Diario Judío México - El profesor Jonathan Gershoni de la Escuela de Biología Celular Molecular y Biotecnología de la Universidad de Tel Aviv (TAU) dijo al Jerusalem Post el domingo por la tarde que el trabajo que su laboratorio está haciendo sobre la familia de virus corona está en “dos tercios del camino” a través del proceso de desarrollo de una vacuna para COVID-19.

Gershoni, a quien la Oficina de Patentes y Marcas de los Estados Unidos le concedió recientemente una patente por su diseño de una vacuna para el  -después de estudiar la familia de los virus durante 15 años- explicó que la vacuna tiene la intención de dirigirse al Receptor Binding Motif del virus (RBM), un punto débil crítico que permite al virus unirse e infectar una célula objetivo.

El RBM es una pequeña característica de la proteína “espina” del virus, lo que significa que el virus utiliza muchas proteínas diferentes para replicarse e invadir las células, pero la proteína “espina” es la “principal proteína de superficie que utiliza para unirse a un receptor – otra proteína que actúa como una puerta de entrada a una célula humana”, según TAU.

Una vez que esta proteína se une al receptor celular de una célula humana, la membrana viral se fusiona con la de la célula humana, lo que permite que el genoma, o huella genética del virus entre en las células humanas y comience la infección.
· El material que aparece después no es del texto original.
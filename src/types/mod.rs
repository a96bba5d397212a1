//! Core domain types for the webhook receiver.

pub mod ids;

pub use ids::SubmissionId;
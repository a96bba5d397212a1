//! Manual test endpoint.
//!
//! Accepts any JSON body without verification and echoes an acknowledgment.
//! Useful for checking connectivity before wiring up the real sender; never
//! dispatches anything.

use axum::Json;
use tracing::info;

/// Test webhook handler.
pub async fn test_webhook_handler(
    Json(payload): Json<serde_json::Value>,
) -> Json<serde_json::Value> {
    info!(payload = %payload, "test webhook received");
    Json(serde_json::json!({ "status": "test received" }))
}

#[cfg(test)]
mod tests {
    use super::*;

    #[tokio::test]
    async fn echoes_acknowledgment() {
        let body = serde_json::json!({"hello": "world"});
        let Json(response) = test_webhook_handler(Json(body)).await;
        assert_eq!(response["status"], "test received");
    }
}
“La idea es recrear, reconstituir, construir un RBM del virus COVID-19 y usarlo como vacuna”, dijo al Post“Es decir, se inyectaría una pequeña secuencia de 50 aminoácidos y permitiría a nuestro sistema inmunológico centrarse en ella y crear anticuerpos que apuntarían directamente al virus en su punto débil”.

Debido al tamaño del RBM, que es una estructura tridimensional altamente compleja y sólo 50 aminoácidos de largo, será muy difícil que se reconstituya funcionalmente. Sin embargo, sería muy eficaz como base para una posible vacuna.

“Cuanto más pequeño sea el objetivo y el foco del ataque, mayor será la eficacia de la vacuna”, dijo Gershoni. “El virus toma medidas de gran alcance para ocultar su RBM del sistema inmunológico humano, pero la mejor manera de ‘ganar la guerra’ es desarrollar una vacuna que apunte específicamente al RBM del virus”.

Gershoni desarrolló originalmente el diseño de la vacuna que apunta al RBM en respuesta al SARS-Cov, que estalló en 2004, y más tarde para el MERS CoV. “Lo que encontramos fue que fuimos capaces de reconstituir, para crear un Receptor Binding Motif funcional, y fue entonces cuando solicitamos la patente en 2015”, explicó al Post.

“Actualmente estamos trabajando en la implementación del diseño de la vacuna que pudimos construir para el SARS y el MERS y aplicarla al virus actual, el del SARS Cov 2”, continuó. “Este es un proceso de varios pasos. Hemos completado, yo diría, alrededor de dos tercios del camino”.

Lo primero que necesitaba su equipo de investigación era el “plano genético de todo el virus”, que, cuando se publicó a principios de enero, les permitió identificar el RBM.

Gershoni tuvo entonces que “construir varias variaciones del RBM, y ahora estamos en el proceso de selección para identificar el RBM más similar al natural, el RBM del virus, que por lo tanto constituiría una vacuna funcional”.

El profesor recibió recientemente muestras de suero que podrían permitirle a él y a sus asociados “aislar candidatos a vacuna basada en RBM en los próximos meses o dos”.

“El descubrimiento y la producción de una RBM funcional para el nuevo es fundamental y crítico para la producción de la vacuna que proponemos.”

Si tiene éxito, Gershoni será capaz de aislar y reconstituir un RBM funcional, lo que permitiría a la industria “incorporarlo a una vacuna, que será producida por una compañía farmacéutica”. El desarrollo de tal vacuna basada en la RBM debería llevar meses y luego tendría que ser probada en las fases 1, 2 y 3 de los ensayos clínicos, lo que llevaría hasta un año.